*** MATERIAL SHOWN ***

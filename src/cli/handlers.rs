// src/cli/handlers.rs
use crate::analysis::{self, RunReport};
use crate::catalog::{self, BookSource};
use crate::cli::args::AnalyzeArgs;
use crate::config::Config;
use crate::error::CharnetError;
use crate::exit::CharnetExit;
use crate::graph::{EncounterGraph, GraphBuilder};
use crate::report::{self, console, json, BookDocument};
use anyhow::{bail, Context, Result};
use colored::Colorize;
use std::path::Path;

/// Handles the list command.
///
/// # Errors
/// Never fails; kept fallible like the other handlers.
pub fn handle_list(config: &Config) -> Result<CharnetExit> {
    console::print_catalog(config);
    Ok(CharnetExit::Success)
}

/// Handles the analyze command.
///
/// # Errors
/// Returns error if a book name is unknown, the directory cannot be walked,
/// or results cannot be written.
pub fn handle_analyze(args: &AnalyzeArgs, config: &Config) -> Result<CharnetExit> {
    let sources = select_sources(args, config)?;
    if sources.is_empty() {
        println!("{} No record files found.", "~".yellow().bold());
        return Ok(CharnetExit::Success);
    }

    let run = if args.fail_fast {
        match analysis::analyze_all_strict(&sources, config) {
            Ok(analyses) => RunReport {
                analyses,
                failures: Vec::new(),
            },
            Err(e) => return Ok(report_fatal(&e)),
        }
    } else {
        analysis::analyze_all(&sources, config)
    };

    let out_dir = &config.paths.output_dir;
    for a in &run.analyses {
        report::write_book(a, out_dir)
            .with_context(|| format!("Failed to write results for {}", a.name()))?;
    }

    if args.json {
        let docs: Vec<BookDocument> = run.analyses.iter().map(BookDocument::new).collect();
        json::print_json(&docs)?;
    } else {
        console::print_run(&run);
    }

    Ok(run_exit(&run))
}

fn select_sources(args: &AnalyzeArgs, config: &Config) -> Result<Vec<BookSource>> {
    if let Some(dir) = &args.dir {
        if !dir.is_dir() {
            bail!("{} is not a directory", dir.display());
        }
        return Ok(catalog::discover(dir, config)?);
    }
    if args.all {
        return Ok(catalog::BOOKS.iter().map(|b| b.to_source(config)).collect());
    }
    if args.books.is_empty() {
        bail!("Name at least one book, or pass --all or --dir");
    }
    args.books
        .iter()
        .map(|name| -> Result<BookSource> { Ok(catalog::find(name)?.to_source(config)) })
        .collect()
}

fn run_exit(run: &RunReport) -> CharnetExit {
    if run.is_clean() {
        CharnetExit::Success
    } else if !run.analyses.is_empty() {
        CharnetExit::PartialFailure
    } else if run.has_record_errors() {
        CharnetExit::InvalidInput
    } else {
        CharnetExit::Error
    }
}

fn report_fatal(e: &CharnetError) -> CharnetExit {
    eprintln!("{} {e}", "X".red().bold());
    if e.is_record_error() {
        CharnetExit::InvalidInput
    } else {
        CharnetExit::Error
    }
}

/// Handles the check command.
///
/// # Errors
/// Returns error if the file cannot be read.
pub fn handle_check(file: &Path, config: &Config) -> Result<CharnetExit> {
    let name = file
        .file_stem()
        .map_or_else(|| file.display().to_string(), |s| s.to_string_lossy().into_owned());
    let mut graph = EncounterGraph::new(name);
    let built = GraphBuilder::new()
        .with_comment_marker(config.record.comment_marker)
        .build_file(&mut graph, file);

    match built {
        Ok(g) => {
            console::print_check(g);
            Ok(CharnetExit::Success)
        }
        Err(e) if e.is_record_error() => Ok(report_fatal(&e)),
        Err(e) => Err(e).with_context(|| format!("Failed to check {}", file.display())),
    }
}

*** End of MATERIAL SHOWN ***

# [ASSIGNED TASK]
"console" is the string to look for; please copy every line of the records above where it appears.

# [COMPLETED EXERCISE]
use crate::report::{self, console, json, BookDocument};
    console::print_catalog(config);
        console::print_run(&run);
            console::print_check(g);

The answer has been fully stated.